Dataset excerpts
--- START ---
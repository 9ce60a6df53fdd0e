use std::sync::Arc;

use teloxide::Bot;

use gtb_core::{
    accounts::AccountDirectory,
    config::Config,
    gateway::RepositoryGateway,
    hosting::HostingApi,
    linkage::LinkageService,
    messaging::port::MessagingPort,
    snapshot::SnapshotStore,
    store::UserStore,
};
use gtb_github::{GitHubClient, GitHubConfig};
use gtb_http::HttpState;
use gtb_sqlite::SqliteUserStore;
use gtb_telegram::{router::AppState, TelegramMessenger};

#[tokio::main]
async fn main() -> Result<(), gtb_core::Error> {
    gtb_core::logging::init("gtb")?;

    let cfg = Arc::new(Config::load()?);

    let store: Arc<dyn UserStore> = Arc::new(SqliteUserStore::connect(&cfg.database_url).await?);
    let snapshot = Arc::new(SnapshotStore::new(cfg.snapshot_file.clone()));
    tracing::info!(path = %snapshot.path().display(), "snapshot file");
    let accounts = Arc::new(AccountDirectory::new(store, snapshot));

    let hosting: Arc<dyn HostingApi> =
        Arc::new(GitHubClient::new(GitHubConfig::from_config(&cfg))?);

    let bot = Bot::new(cfg.telegram_bot_token.clone());
    let messenger: Arc<dyn MessagingPort> = Arc::new(TelegramMessenger::new(bot.clone()));

    let linkage = Arc::new(
        LinkageService::new(accounts.clone(), hosting.clone()).with_notifier(messenger.clone()),
    );
    let gateway = Arc::new(RepositoryGateway::new(
        accounts.clone(),
        hosting,
        cfg.gateway(),
    ));

    let http_state = HttpState {
        linkage: linkage.clone(),
    };
    let app_state = Arc::new(AppState {
        cfg: cfg.clone(),
        accounts,
        linkage,
        gateway,
        messenger,
    });

    tracing::info!(
        bind = %cfg.http_bind,
        redirect_uri = %cfg.github_redirect_uri,
        "starting gtb"
    );

    tokio::select! {
        res = gtb_http::serve(cfg.http_bind, http_state) => {
            res.map_err(|e| gtb_core::Error::External(format!("callback server failed: {e}")))?;
        }
        res = gtb_telegram::router::run_polling(bot, app_state) => {
            res.map_err(|e| gtb_core::Error::External(format!("telegram bot failed: {e}")))?;
        }
    }

    Ok(())
}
--- END ---
What is needed
Each line above that carries the string "RepositoryGateway" has to be returned.

Exercise output
    gateway::RepositoryGateway,
    let gateway = Arc::new(RepositoryGateway::new(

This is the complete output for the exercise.